After the collapse of communism, there existed significant differences between the post-socialist countries' attitudes to the environment, the environmental ideology, and many other things.

Czechoslovakia would switch socialism to capitalism but there were clearly many business-as-usual projects that simply had to continue. That included the expansion of nuclear power plants - which have been attacked by anti-nuclear Austria - and the completion of Gabčíkovo Waterworks that were originally meant to be a common Slovak-Hungarian project, Gabčíkovo-Nagymarosz Waterworks.

The red mud that will be discussed later

However, there was an apparent consensus in Hungary that the end of communism meant that there would never be any new big projects. "Big projects" and "big buildings" were equated with communism. The attitude of Slovaks and Czechs couldn't have been more different. "Big projects" have nothing to do with capitalism or socialism: the two systems just realize them in different ways. So while Slovakia continued to build the dam - to prevent the big floods and other things - Hungary unilaterally breached the 1977 Czechoslovak-Hungarian Budapest Treaty.

Needless to say, the new nuclear plant in Czechia's Temelín is doing its job nicely and safely, much like Slovakia's Gabčíkovo Waterworks. The latter structure has some negative side effects but it also has many positive side effects, including the environmental ones.

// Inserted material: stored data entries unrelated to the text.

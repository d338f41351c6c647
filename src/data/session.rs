//! Session telemetry loader
//!
//! Fetches lap-level timing data for one historical session, identified by
//! (season, event, session type). Raw responses are cached on disk so
//! repeated runs against the same weekend stay off the network.

use crate::{DriverId, LapRecord, PredictorError, Result, SessionConfig};
use serde::{Deserialize, Serialize};
use std::path::{Path, PathBuf};

/// A lap row as returned by the timing API
///
/// Durations arrive as `M:SS.mmm` clock strings; any of them may be missing
/// for in/out laps or red-flag interruptions.
#[derive(Debug, Clone, Serialize, Deserialize)]
pub struct RawLap {
    pub driver: String,
    pub lap_time: Option<String>,
    pub sector1_time: Option<String>,
    pub sector2_time: Option<String>,
    pub sector3_time: Option<String>,
}

/// Loader for historical session lap data
pub struct SessionLoader {
    client: reqwest::blocking::Client,
    base_url: String,
    /// Optional cache directory for raw JSON responses
    cache_dir: Option<PathBuf>,
    /// If true, only use cache (no network requests)
    offline_only: bool,
}

impl SessionLoader {
    pub fn new(base_url: &str) -> Self {
        let client = reqwest::blocking::Client::builder()
            .user_agent("gridpred/0.1")
            .timeout(std::time::Duration::from_secs(30))
            .build()
            .expect("Failed to create HTTP client");

        SessionLoader {
            client,
            base_url: base_url.trim_end_matches('/').to_string(),
            cache_dir: None,
            offline_only: false,
        }
    }

    /// Create loader with a cache directory
    pub fn with_cache<P: AsRef<Path>>(mut self, cache_dir: P) -> Self {
        self.cache_dir = Some(cache_dir.as_ref().to_path_buf());
        self
    }

    /// Set offline-only mode (no network requests, cache must exist)
    pub fn offline_only(mut self, offline: bool) -> Self {
        self.offline_only = offline;
        self
    }

    /// Cache file name for a session identity
    pub fn cache_file_name(session: &SessionConfig) -> String {
        format!(
            "{}_{}_{}.json",
            session.season,
            session.event.to_lowercase().replace(' ', "-"),
            session.session_type
        )
    }

    fn cache_path(&self, session: &SessionConfig) -> Option<PathBuf> {
        self.cache_dir
            .as_ref()
            .map(|dir| dir.join(Self::cache_file_name(session)))
    }

    fn load_from_cache(&self, session: &SessionConfig) -> Option<String> {
        let path = self.cache_path(session)?;
        if path.exists() {
            log::debug!("Loading from cache: {}", path.display());
            std::fs::read_to_string(&path).ok()
        } else {
            None
        }
    }

    fn save_to_cache(&self, session: &SessionConfig, body: &str) -> Result<()> {
        if let Some(path) = self.cache_path(session) {
            if let Some(parent) = path.parent() {
                std::fs::create_dir_all(parent)?;
            }
            std::fs::write(&path, body)?;
            log::debug!("Saved to cache: {}", path.display());
        }
        Ok(())
    }

    /// True if the session is already present in the cache
    pub fn is_cached(&self, session: &SessionConfig) -> bool {
        self.cache_path(session)
            .map(|p| p.exists())
            .unwrap_or(false)
    }

    fn session_load_error(session: &SessionConfig, message: String) -> PredictorError {
        PredictorError::SessionLoad {
            season: session.season,
            event: session.event.clone(),
            session_type: session.session_type.clone(),
            message,
        }
    }

    /// Fetch the raw response body, cache-first
    ///
    /// Any failure here is fatal: without sector telemetry the feature set
    /// is unusable, so there is no fallback sample.
    fn fetch_body(&self, session: &SessionConfig) -> Result<String> {
        if let Some(cached) = self.load_from_cache(session) {
            return Ok(cached);
        }

        if self.offline_only {
            return Err(Self::session_load_error(
                session,
                "offline mode and no cached response".to_string(),
            ));
        }

        let url = format!("{}/laps", self.base_url);
        log::info!(
            "Fetching {} {} {} from {}",
            session.season,
            session.event,
            session.session_type,
            url
        );

        let response = self
            .client
            .get(&url)
            .query(&[
                ("season", session.season.to_string()),
                ("event", session.event.clone()),
                ("session", session.session_type.clone()),
            ])
            .send()
            .map_err(|e| Self::session_load_error(session, e.to_string()))?;

        if !response.status().is_success() {
            return Err(Self::session_load_error(
                session,
                format!("server returned {}", response.status()),
            ));
        }

        let body = response
            .text()
            .map_err(|e| Self::session_load_error(session, e.to_string()))?;
        self.save_to_cache(session, &body)?;
        Ok(body)
    }

    /// Load all complete laps for a session, durations converted to seconds
    pub fn load(&self, session: &SessionConfig) -> Result<Vec<LapRecord>> {
        let body = self.fetch_body(session)?;
        let raw: Vec<RawLap> = serde_json::from_str(&body)
            .map_err(|e| Self::session_load_error(session, format!("bad payload: {}", e)))?;

        let total = raw.len();
        let laps = complete_laps(raw);
        log::info!("{} laps, {} complete after dropping partials", total, laps.len());
        Ok(laps)
    }
}

/// Parse a `M:SS.mmm` or `SS.mmm` clock string into seconds
pub fn parse_clock(s: &str) -> Result<f64> {
    let s = s.trim();
    let bad = || PredictorError::Parse(format!("invalid clock string: {:?}", s));

    let (minutes, rest) = match s.split_once(':') {
        Some((m, rest)) => (m.parse::<u32>().map_err(|_| bad())?, rest),
        None => (0, s),
    };
    let seconds = rest.parse::<f64>().map_err(|_| bad())?;
    if seconds < 0.0 || (minutes > 0 && seconds >= 60.0) {
        return Err(bad());
    }
    Ok(minutes as f64 * 60.0 + seconds)
}

/// Keep only laps with a full set of timings, converted to seconds
///
/// Mirrors the dropna over the timing columns: a missing or unparseable
/// duration discards the whole lap, never the run.
fn complete_laps(raw: Vec<RawLap>) -> Vec<LapRecord> {
    raw.into_iter()
        .filter_map(|lap| {
            let fields = [
                lap.lap_time.as_deref()?,
                lap.sector1_time.as_deref()?,
                lap.sector2_time.as_deref()?,
                lap.sector3_time.as_deref()?,
            ];
            let mut seconds = [0.0f64; 4];
            for (slot, field) in seconds.iter_mut().zip(fields) {
                match parse_clock(field) {
                    Ok(v) => *slot = v,
                    Err(e) => {
                        log::warn!("Dropping lap for {}: {}", lap.driver, e);
                        return None;
                    }
                }
            }
            Some(LapRecord {
                driver: DriverId::new(&lap.driver),
                lap_time_s: seconds[0],
                sector1_s: seconds[1],
                sector2_s: seconds[2],
                sector3_s: seconds[3],
            })
        })
        .collect()
}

Nevertheless, nuclear power plants and big dams are negative symbols for the environmentalist ideologues, much like the wind turbines and solar panels are their positive symbols. All green people are obliged to worship the wind turbines and to criticize dams and nuclear power plants.

However, if something is a negative symbol for a quasi-religious movement, it doesn't mean that it's actually the most dangerous thing for the environment. You should better watch the more obvious, more toxic, striking threats whose negative impact is uncontroversial even outside the environmentalist quasi-religious movement.

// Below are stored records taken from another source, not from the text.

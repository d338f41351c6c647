//! Race weekend feature pipeline CLI
//!
//! Builds and prints the feature table a race-outcome model trains on.

use clap::{Parser, Subcommand};
use gridpred::{Config, Result};

#[derive(Parser)]
#[command(name = "gridpred")]
#[command(about = "F1 race-weekend feature engineering", long_about = None)]
struct Cli {
    /// Config file path
    #[arg(short, long, default_value = "config.toml")]
    config: String,

    /// Enable verbose logging
    #[arg(short, long)]
    verbose: bool,

    #[command(subcommand)]
    command: Commands,
}

#[derive(Subcommand)]
enum Commands {
    /// Build the feature table and print the projection
    Features {
        /// Estimates file (toml); defaults to the built-in weekend tables
        #[arg(long)]
        estimates: Option<String>,
        /// Use only the local cache (no network requests)
        #[arg(long)]
        offline: bool,
        /// Output format
        #[arg(long, default_value = "table")]
        format: OutputFormat,
    },
    /// Fetch and show the forecast for the configured slot
    Weather,
    /// Session data management
    Data {
        #[command(subcommand)]
        action: DataCommands,
    },
    /// Initialize a new project with default config
    Init,
}

#[derive(Subcommand)]
enum DataCommands {
    /// Prefetch the configured session into the cache
    Fetch,
    /// Show cache status for the configured session
    Status,
}

#[derive(Clone, Debug)]
enum OutputFormat {
    Table,
    Json,
    Csv,
}

impl std::str::FromStr for OutputFormat {
    type Err = String;

    fn from_str(s: &str) -> std::result::Result<Self, Self::Err> {
        match s.to_lowercase().as_str() {
            "table" => Ok(OutputFormat::Table),
            "json" => Ok(OutputFormat::Json),
            "csv" => Ok(OutputFormat::Csv),
            _ => Err(format!("Unknown format: {}. Use table, json, or csv.", s)),
        }
    }
}

fn main() {
    let cli = Cli::parse();

    let log_level = if cli.verbose { "debug" } else { "info" };
    env_logger::Builder::from_env(env_logger::Env::default().default_filter_or(log_level))
        .format_timestamp(None)
        .init();

    let config = if std::path::Path::new(&cli.config).exists() {
        match Config::load(&cli.config) {
            Ok(c) => c,
            Err(e) => {
                eprintln!("Error loading config: {}", e);
                std::process::exit(1);
            }
        }
    } else {
        Config::default()
    };

    let result = match cli.command {
        Commands::Features {
            estimates,
            offline,
            format,
        } => commands::features(&config, estimates, offline, format),
        Commands::Weather => commands::weather(&config),
        Commands::Data { action } => match action {
            DataCommands::Fetch => commands::data_fetch(&config),
            DataCommands::Status => commands::data_status(&config),
        },
        Commands::Init => commands::init(&cli.config),
    };

    if let Err(e) = result {
        eprintln!("Error: {}", e);
        std::process::exit(1);
    }
}

mod commands {
    use super::*;
    use gridpred::data::{SessionLoader, WeatherClient, WeatherLookup};
    use gridpred::features::{RaceEstimates, SectorAggregator};
    use gridpred::pipeline::{self, report};

    pub fn init(config_path: &str) -> Result<()> {
        let config = Config::default();
        config.save(config_path)?;
        println!("Created default config at {}", config_path);

        std::fs::create_dir_all(&config.data.cache_dir)?;
        println!("Created {}/ cache directory", config.data.cache_dir);

        println!("\nNext steps:");
        println!("  1. Edit {} and set your weather API key", config_path);
        println!("  2. Run 'gridpred data fetch' to cache the reference session");
        println!("  3. Run 'gridpred features' to build the feature table");

        Ok(())
    }

    pub fn features(
        config: &Config,
        estimates_path: Option<String>,
        offline: bool,
        format: OutputFormat,
    ) -> Result<()> {
        let estimates = match estimates_path {
            Some(path) => RaceEstimates::load(&path)?,
            None => RaceEstimates::default(),
        };

        let run = pipeline::run(config, &estimates, offline)?;

        if !run.weather.is_observed() {
            log::info!("Forecast unavailable, feature table uses dry defaults");
        }

        match format {
            OutputFormat::Table => print!("{}", report::format_table(&run.table)),
            OutputFormat::Json => println!("{}", report::format_json(&run.table)),
            OutputFormat::Csv => print!("{}", report::format_csv(&run.table)),
        }

        Ok(())
    }

    pub fn weather(config: &Config) -> Result<()> {
        let lookup = WeatherClient::new(config.weather.clone()).fetch_forecast();

        println!("Forecast slot: {}", config.weather.forecast_slot);
        match &lookup {
            WeatherLookup::Observed(w) => {
                println!("  Rain probability: {:.0}%", w.rain_probability * 100.0);
                println!("  Temperature:      {:.1} C", w.temperature_c);
            }
            WeatherLookup::SlotMissing => {
                println!("  No forecast entry for this slot yet");
            }
            WeatherLookup::Unavailable(reason) => {
                println!("  Forecast unavailable: {}", reason);
            }
        }

        let conditions = lookup.conditions();
        println!(
            "Pipeline will use: rain {:.0}%, {:.1} C",
            conditions.rain_probability * 100.0,
            conditions.temperature_c
        );

        Ok(())
    }

    pub fn data_fetch(config: &Config) -> Result<()> {
        let loader =
            SessionLoader::new(&config.data.timing_endpoint).with_cache(&config.data.cache_dir);

        println!(
            "Fetching {} {} {}...",
            config.session.season, config.session.event, config.session.session_type
        );
        let laps = loader.load(&config.session)?;
        let sectors = SectorAggregator::from_laps(&laps);

        println!(
            "Cached {} complete laps across {} drivers",
            sectors.lap_count(),
            sectors.driver_count()
        );

        Ok(())
    }

    pub fn data_status(config: &Config) -> Result<()> {
        let loader = SessionLoader::new(&config.data.timing_endpoint)
            .with_cache(&config.data.cache_dir)
            .offline_only(true);

        println!("Session Cache Status");
        println!("───────────────────────────────");
        println!("  Cache dir: {}", config.data.cache_dir);
        println!(
            "  Session:   {} {} {}",
            config.session.season, config.session.event, config.session.session_type
        );

        if !loader.is_cached(&config.session) {
            println!("  Cached:    no");
            return Ok(());
        }

        let laps = loader.load(&config.session)?;
        let sectors = SectorAggregator::from_laps(&laps);
        println!("  Cached:    yes");
        println!("  Laps:      {}", sectors.lap_count());
        println!("  Drivers:   {}", sectors.driver_count());

        Ok(())
    }
}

Unfortunately, Hungary has provided us with a shocking proof of this assertion on Monday, October 4th:
Ajka alumina plant accident (Wikipedia)
In a company not too far from the Slovak and Austrian borders producing aluminum by the Bayer process, one million of cubic meters (that's like a cube whose side is 100 meters) of toxic waste which is a by-product of the technology were waiting behind a wall.

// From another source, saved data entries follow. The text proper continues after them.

//! Services - scanning state machines and coordination
//!
//! This module contains the core components:
//! - `permission_gate` - OS authorization state per capability
//! - `radio` - Adapter exclusivity between discovery and connecting
//! - `discovery` - Time-bounded BLE discovery sessions
//! - `connection` - Single BLE peripheral connection lifecycle
//! - `optical` - Camera visibility and decode intake
//! - `arbiter` - Source exclusivity, cooldown and the last scanned item
//! - `coordinator` - Wiring and the interface for presentation code

pub mod arbiter;
pub mod connection;
pub mod coordinator;
pub mod discovery;
pub mod optical;
pub mod permission_gate;
pub mod radio;

// Re-export commonly used types
pub use arbiter::{ArbiterCommand, ArbiterPhase, ArbiterSnapshot, BleInput, ScanArbiter};
pub use connection::ConnectionManager;
pub use coordinator::{Coordinator, CoordinatorSnapshot, Hardware};
pub use discovery::{DeviceDiscovery, DiscoveryEnd, DiscoverySession, DiscoveryStatus};
pub use optical::OpticalCaptureController;
pub use permission_gate::PermissionGate;
pub use radio::{Radio, RadioClaim, RadioUse};
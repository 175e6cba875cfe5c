//! Scan confirmation feedback (haptic/audible on devices)

use crate::domain::types::ScanEvent;
use tracing::info;

pub trait ScanFeedback: Send + Sync {
    fn scan_succeeded(&self, event: &ScanEvent);
}

/// Default feedback: a structured log line per accepted scan
#[derive(Debug, Default, Clone, Copy)]
pub struct LogFeedback;

impl ScanFeedback for LogFeedback {
    fn scan_succeeded(&self, event: &ScanEvent) {
        info!(
            source = %event.source.as_str(),
            symbology = %event.symbology,
            payload_len = %event.payload.len(),
            "scan_feedback"
        );
    }
}
//! Infrastructure - configuration, logging and metrics
//!
//! - `config` - Application configuration (TOML loading, defaults)
//! - `logging` - tracing subscriber setup
//! - `metrics` - Lock-free scan counters

pub mod config;
pub mod logging;
pub mod metrics;

pub use config::{Config, PayloadEncoding, PermissionPlatform};
pub use logging::init_logging;
pub use metrics::{Metrics, MetricsSummary};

The wall broke on Monday and I don't have to explain you what one million of cubic meters of toxic junk can do, especially if it has lots of titanium and vanadium compounds, besides other heavy metals, and if it instantly sends pH of the landscape around to 12 or so (recall that 7 means pH neutral).

The disaster, which has killed 4 people and injured more than 100 people (other casualties are arguably waiting in the pipeline), has already been classified by Greenpeace as one of the three worst environmental tragedies in Europe in the last 20-30 years. And they may be right about this one.

Today, sadly, it was reported that the junk has reached the Danube. However, the pH and other things is quickly approaching the normal levels and I guess that the life will deal with this stuff somehow.

However, several villages that were affected by the disaster will remain empty - they will be turned into peopleless memorials of this particular incident. People and societies will react much more sensitively than other forms of life - because we the humans enjoy much bigger standards of the environmentalist luxury than other plants and animals. Needless to say, if we didn't care about a slightly increased risk of diseases or death, we could live in those villages, anyway. But we do. And the richer we become, the more we care.